Scriviners Tale The Scrivener's Tale
by Fiona McIntosh

Supplied for review by Harper Collins New Zealand

Reviewed By: Deborah Knox

A stand alone novel, The Scrivener’s Tale by Fiona McIntosh is a return to the world of Morgravia previously explored in Fiona McIntosh’s novel series The Quickening.

The novel opens on an ex-child psychologist turned bookseller in modern day Paris and a solitary monk of a religious sect living in the fantasy world of Morgravia. It is in Morgravia where most of the story takes place with the modern day protagonist transported across worlds soon after becoming involved with an intriguing psychiatric patient. The story then becomes an epic tale exploring identity across two worlds.

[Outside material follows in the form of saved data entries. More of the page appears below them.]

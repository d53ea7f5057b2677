//! CLI argument parsing, logging setup and command dispatch

use std::process::ExitCode;

use anyhow::Result;
use clap::Parser;

use kiro_doc_sync::output::OutputConfig;

use crate::commands;

/// Kiro Doc Sync - Synchronize documentation files from remote Git repositories
#[derive(Parser, Debug)]
#[command(name = "kiro-doc-sync")]
#[command(version, about, long_about = None)]
pub struct Cli {
    #[command(flatten)]
    sync: commands::sync::SyncArgs,

    /// Colorize output (always, never, auto)
    #[arg(long, value_name = "WHEN", default_value = "auto")]
    color: String,

    /// Set log level (error, warn, info, debug, trace); RUST_LOG takes precedence
    #[arg(long, value_name = "LEVEL", default_value = "info")]
    log_level: String,
}

impl Cli {
    /// Execute the CLI command
    pub fn execute(self) -> Result<ExitCode> {
        init_logging(&self.log_level);
        let output = OutputConfig::from_env_and_flag(&self.color);

        commands::sync::execute(self.sync, &output)
    }
}

fn init_logging(level: &str) {
    let env = env_logger::Env::default().default_filter_or(level);
    // A second init (e.g. from tests) is harmless; keep the first logger
    let _ = env_logger::Builder::from_env(env)
        .format_timestamp(None)
        .format_target(false)
        .try_init();
}
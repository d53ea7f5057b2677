//! # CLI Command Implementations
//!
//! Each command lives in its own file and provides:
//! - An `Args` struct that defines the command's arguments and options,
//!   derived using `clap`.
//! - An `execute` function that takes the parsed `Args` and calls into the
//!   `kiro_doc_sync` library to do the work.

pub mod sync;
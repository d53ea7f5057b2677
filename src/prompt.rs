//! Yes/no confirmation for interactive runs.
//!
//! The sync engine only sees the [`Confirm`] trait. The CLI builds a single
//! [`LinePrompt`] over stdin/stdout for the whole run and closes it once the
//! sync is finished; `close` takes the prompt by value, so it cannot be
//! closed twice or used afterwards.

use std::io::{self, BufRead, Write};

/// Asks the operator a yes/no question.
pub trait Confirm {
    /// Blocks until an answer is available. Only an explicit "y"/"yes"
    /// counts as consent.
    fn confirm(&mut self, message: &str) -> io::Result<bool>;
}

/// Whether a line of operator input means "yes".
///
/// Case-insensitive `y` or `yes`, surrounding whitespace ignored. Everything
/// else, including an empty line, is "no".
pub fn is_affirmative(answer: &str) -> bool {
    let answer = answer.trim().to_lowercase();
    answer == "y" || answer == "yes"
}

/// Answers "no" without asking. Used for non-interactive runs.
#[derive(Debug, Default, Clone, Copy)]
pub struct Decline;

impl Confirm for Decline {
    fn confirm(&mut self, _message: &str) -> io::Result<bool> {
        Ok(false)
    }
}

/// Line-based prompt: writes `<message> (y/n): ` and reads one line.
pub struct LinePrompt<R, W> {
    reader: R,
    writer: W,
}

impl LinePrompt<io::StdinLock<'static>, io::Stdout> {
    /// Prompt on the process's stdin/stdout.
    pub fn stdio() -> Self {
        Self::new(io::stdin().lock(), io::stdout())
    }
}

impl<R: BufRead, W: Write> LinePrompt<R, W> {
    pub fn new(reader: R, writer: W) -> Self {
        Self { reader, writer }
    }

    /// Release the input channel, flushing any pending output.
    pub fn close(mut self) -> io::Result<()> {
        self.writer.flush()
    }
}

impl<R: BufRead, W: Write> Confirm for LinePrompt<R, W> {
    fn confirm(&mut self, message: &str) -> io::Result<bool> {
        write!(self.writer, "{} (y/n): ", message)?;
        self.writer.flush()?;

        let mut answer = String::new();
        // EOF reads zero bytes and leaves `answer` empty, i.e. "no"
        self.reader.read_line(&mut answer)?;
        Ok(is_affirmative(&answer))
    }
}

#[cfg(test)]
mod tests {
    use super::*;
    use std::io::Cursor;

    fn prompt(input: &str) -> LinePrompt<Cursor<Vec<u8>>, Vec<u8>> {
        LinePrompt::new(Cursor::new(input.as_bytes().to_vec()), Vec::new())
    }

    #[test]
    fn test_is_affirmative() {
        assert!(is_affirmative("y"));
        assert!(is_affirmative("Y"));
        assert!(is_affirmative("yes\n"));
        assert!(is_affirmative("  YeS  "));
        assert!(!is_affirmative("n"));
        assert!(!is_affirmative("no"));
        assert!(!is_affirmative(""));
        assert!(!is_affirmative("yep"));
    }

    #[test]
    fn test_confirm_reads_one_line_per_question() {
        let mut prompt = prompt("y\nn\nYES\n");
        assert!(prompt.confirm("First?").unwrap());
        assert!(!prompt.confirm("Second?").unwrap());
        assert!(prompt.confirm("Third?").unwrap());
    }

    #[test]
    fn test_confirm_writes_prompt_text() {
        let mut prompt = prompt("n\n");
        prompt
            .confirm("File already exists: a.md. Overwrite?")
            .unwrap();
        let written = String::from_utf8(prompt.writer.clone()).unwrap();
        assert_eq!(written, "File already exists: a.md. Overwrite? (y/n): ");
    }

    #[test]
    fn test_confirm_eof_is_no() {
        let mut prompt = prompt("");
        assert!(!prompt.confirm("Anything?").unwrap());
        assert!(!prompt.confirm("Still?").unwrap());
    }

    #[test]
    fn test_decline_never_consents() {
        assert!(!Decline.confirm("Overwrite?").unwrap());
    }

    #[test]
    fn test_close() {
        let prompt = prompt("y\n");
        prompt.close().unwrap();
    }
}
use std::fs;
use std::path::Path;
use std::process::Command;

use log::{debug, info};

use crate::error::Error;

/// Ref name reported in errors when no branch or tag was requested.
const DEFAULT_REF_LABEL: &str = "HEAD";

/// Clone a repository with `--depth=1`, optionally at a branch or tag.
///
/// This uses the system git command, which automatically handles:
/// - SSH keys from ~/.ssh/
/// - Git credential helpers
/// - Personal access tokens
/// - Any authentication configured in ~/.gitconfig
///
/// With `ref_name == None` the remote's default branch is checked out.
pub fn clone_shallow(url: &str, ref_name: Option<&str>, target_dir: &Path) -> Result<(), Error> {
    // git won't clone into an existing non-empty dir
    if target_dir.exists() {
        fs::remove_dir_all(target_dir)?;
    }

    if let Some(parent) = target_dir.parent() {
        fs::create_dir_all(parent)?;
    }

    let args = clone_args(url, ref_name);
    let ref_label = ref_name.unwrap_or(DEFAULT_REF_LABEL);
    info!("Cloning {}@{} (depth 1)", url, ref_label);
    debug!("git {} {}", args.join(" "), target_dir.display());

    let output = Command::new("git")
        .args(&args)
        .arg(target_dir)
        .output()
        .map_err(|e| Error::GitClone {
            url: url.to_string(),
            r#ref: ref_label.to_string(),
            message: e.to_string(),
            hint: Some("Make sure `git` is installed and on PATH".to_string()),
        })?;

    if !output.status.success() {
        let stderr = String::from_utf8_lossy(&output.stderr).trim().to_string();
        return Err(Error::GitClone {
            url: url.to_string(),
            r#ref: ref_label.to_string(),
            hint: auth_hint(&stderr),
            message: stderr,
        });
    }

    Ok(())
}

/// Arguments for `git clone`, without the trailing target directory.
fn clone_args(url: &str, ref_name: Option<&str>) -> Vec<String> {
    let mut args = vec!["clone".to_string(), "--depth=1".to_string()];
    if let Some(ref_name) = ref_name {
        args.push("--branch".to_string());
        args.push(ref_name.to_string());
    }
    // A URL starting with `-` must stay positional
    args.push("--".to_string());
    args.push(url.to_string());
    args
}

/// Provide a helpful hint for common auth failures.
fn auth_hint(stderr: &str) -> Option<String> {
    if stderr.contains("Authentication failed")
        || stderr.contains("Permission denied")
        || stderr.contains("Could not read from remote repository")
    {
        Some(
            "Make sure you have access to the repository. For private repos, ensure an SSH \
             key is loaded in ssh-agent, git credentials are configured, or a personal access \
             token is set up"
                .to_string(),
        )
    } else {
        None
    }
}
//! tfprovider - Terraform provider plugin client for Rust
//!
//! Starts a Terraform provider plugin as a child process and talks to it
//! over plugin protocol 5 or 6, whichever the plugin prefers.
//!
//! ```no_run
//! # async fn example() -> tfprovider::Result<()> {
//! use tfprovider::{Context, Dynamic};
//!
//! let provider = tfprovider::start("./terraform-provider-example", Vec::<String>::new()).await?;
//! let ctx = Context::new();
//! let (config, diags) = provider
//!     .prepare_config(&ctx, &Dynamic::object([("endpoint", Dynamic::from("https://api"))]))
//!     .await;
//! if !diags.has_errors() {
//!     provider.configure(&ctx, &config).await;
//! }
//! provider.close().await?;
//! # Ok(())
//! # }
//! ```

// Core modules
pub mod attribute_type;
pub mod context;
pub mod diagnostics;
pub mod error;
pub mod schema;
pub mod types;

// Wire format
pub mod codec;
pub mod proto;

// Client
pub mod plugin;
pub mod provider;
pub mod resource;

mod grpc;
mod protocol;

#[cfg(test)]
mod testing;

pub use attribute_type::AttributeType;
pub use context::Context;
pub use diagnostics::{Diagnostic, DiagnosticOrigin, DiagnosticSeverity, Diagnostics};
pub use error::{Result, TfproviderError};
pub use plugin::LaunchConfig;
pub use protocol::ProtocolVersion;
pub use provider::{Config, Provider};
pub use resource::{
    DataResourceType, ImportedResource, ManagedResourceReadRequest, ManagedResourceReadResponse,
    ManagedResourceType,
};
pub use schema::{Attribute, Block, NestedBlockType, NestingMode, Schema};
pub use types::{AttributePath, AttributePathStep, Dynamic};

use grpc::PluginClient;
use protocol::{PluginProtocol, Protocol5, Protocol6};
use std::ffi::OsString;
use std::path::PathBuf;
use std::sync::Arc;

/// Starts the provider plugin at `executable` with default settings.
pub async fn start<I, S>(executable: impl Into<PathBuf>, args: I) -> Result<Provider>
where
    I: IntoIterator<Item = S>,
    S: Into<OsString>,
{
    let config = LaunchConfig::new(executable).with_args(args);
    start_with_config(&Context::new(), config).await
}

/// Starts a provider plugin and loads its schema.
///
/// The plugin picks the protocol version from those offered in `config`.
/// On any error the plugin process is stopped again.
pub async fn start_with_config(ctx: &Context, config: LaunchConfig) -> Result<Provider> {
    let launched = plugin::launch(ctx, &config).await?;
    let mut process = launched.process;

    let client = PluginClient::new(launched.channel, config.max_message_size);
    let protocol: Arc<dyn PluginProtocol> =
        match ProtocolVersion::from_major(launched.protocol_version) {
            Some(ProtocolVersion::V5) => Arc::new(Protocol5::new(client)),
            Some(ProtocolVersion::V6) => Arc::new(Protocol6::new(client)),
            None => {
                if let Err(err) = process.kill().await {
                    tracing::warn!(error = %err, "failed to stop provider plugin");
                }
                return Err(TfproviderError::UnsupportedVersion(launched.protocol_version));
            }
        };

    Provider::new(ctx, protocol, Some(process)).await
}
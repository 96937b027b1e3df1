use super::{PluginProtocol, ProtocolVersion};
use crate::context::Context;
use crate::error::CallError;
use crate::grpc::PluginClient;
use crate::proto;
use async_trait::async_trait;

const GET_PROVIDER_SCHEMA: &str = "/tfplugin6.Provider/GetProviderSchema";
const CONFIGURE_PROVIDER: &str = "/tfplugin6.Provider/ConfigureProvider";
const VALIDATE_RESOURCE_CONFIG: &str = "/tfplugin6.Provider/ValidateResourceConfig";
const VALIDATE_DATA_RESOURCE_CONFIG: &str = "/tfplugin6.Provider/ValidateDataResourceConfig";
const READ_RESOURCE: &str = "/tfplugin6.Provider/ReadResource";
const IMPORT_RESOURCE_STATE: &str = "/tfplugin6.Provider/ImportResourceState";
const READ_DATA_SOURCE: &str = "/tfplugin6.Provider/ReadDataSource";

/// Adapter for `tfplugin6.Provider`
///
/// Protocol 6 dropped PrepareProviderConfig; configuration is only checked
/// locally before Configure.
pub(crate) struct Protocol6 {
    client: PluginClient,
}

impl Protocol6 {
    pub fn new(client: PluginClient) -> Self {
        Self { client }
    }
}

#[async_trait]
impl PluginProtocol for Protocol6 {
    fn version(&self) -> ProtocolVersion {
        ProtocolVersion::V6
    }

    async fn get_provider_schema(
        &self,
        ctx: &Context,
    ) -> Result<proto::get_provider_schema::Response, CallError> {
        self.client
            .unary(ctx, GET_PROVIDER_SCHEMA, proto::get_provider_schema::Request {})
            .await
    }

    async fn prepare_provider_config(
        &self,
        _ctx: &Context,
        _req: proto::prepare_provider_config::Request,
    ) -> Option<Result<proto::prepare_provider_config::Response, CallError>> {
        None
    }

    async fn configure_provider(
        &self,
        ctx: &Context,
        req: proto::configure_provider::Request,
    ) -> Result<proto::configure_provider::Response, CallError> {
        self.client.unary(ctx, CONFIGURE_PROVIDER, req).await
    }

    async fn validate_resource_config(
        &self,
        ctx: &Context,
        req: proto::validate_resource_config::Request,
    ) -> Result<proto::validate_resource_config::Response, CallError> {
        self.client.unary(ctx, VALIDATE_RESOURCE_CONFIG, req).await
    }

    async fn validate_data_resource_config(
        &self,
        ctx: &Context,
        req: proto::validate_data_resource_config::Request,
    ) -> Result<proto::validate_data_resource_config::Response, CallError> {
        self.client
            .unary(ctx, VALIDATE_DATA_RESOURCE_CONFIG, req)
            .await
    }

    async fn read_resource(
        &self,
        ctx: &Context,
        req: proto::read_resource::Request,
    ) -> Result<proto::read_resource::Response, CallError> {
        self.client.unary(ctx, READ_RESOURCE, req).await
    }

    async fn import_resource_state(
        &self,
        ctx: &Context,
        req: proto::import_resource_state::Request,
    ) -> Result<proto::import_resource_state::Response, CallError> {
        self.client.unary(ctx, IMPORT_RESOURCE_STATE, req).await
    }

    async fn read_data_source(
        &self,
        ctx: &Context,
        req: proto::read_data_source::Request,
    ) -> Result<proto::read_data_source::Response, CallError> {
        self.client.unary(ctx, READ_DATA_SOURCE, req).await
    }
}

This book began with great promise; I loved the early descriptions of Paris, its neighbourhoods, the bookstore and the food. I was quickly drawn to the character of Gabe Figaret with his past tragedies and intriguingly real daydreams. By contrast, the early story set in Morgravia did not interest me at all. The protagonist here is a young monk, secluded from the world enduring hardship and training to overcome tests of his physical and mental strength well beyond normal human ability. He is isolated from Morgravia’s people and their concerns and so I found this to be a slow introduction to the world which is the setting for the major part of the story. When Gabe is then transported from Paris to Morgravia, he too is distanced from the world, forced deep inside his own mind watching another control his own body.

For a standalone novel in an established world, I appreciated the effort of bringing the reader into the world with new characters. The world felt as though it had a history, which although was not a requirement to understand The Scrivener’s Tale would add to the story. I can imagine that those who love The Scrivener’s Tale will seek out The Quickening to spend more time in the world. And I hope that those readers will be well rewarded as while reading this book I was frequently given the impression that the original tale of Morgravia as told through The Quickening would be more interesting than the one told in The Scrivener’s Tale.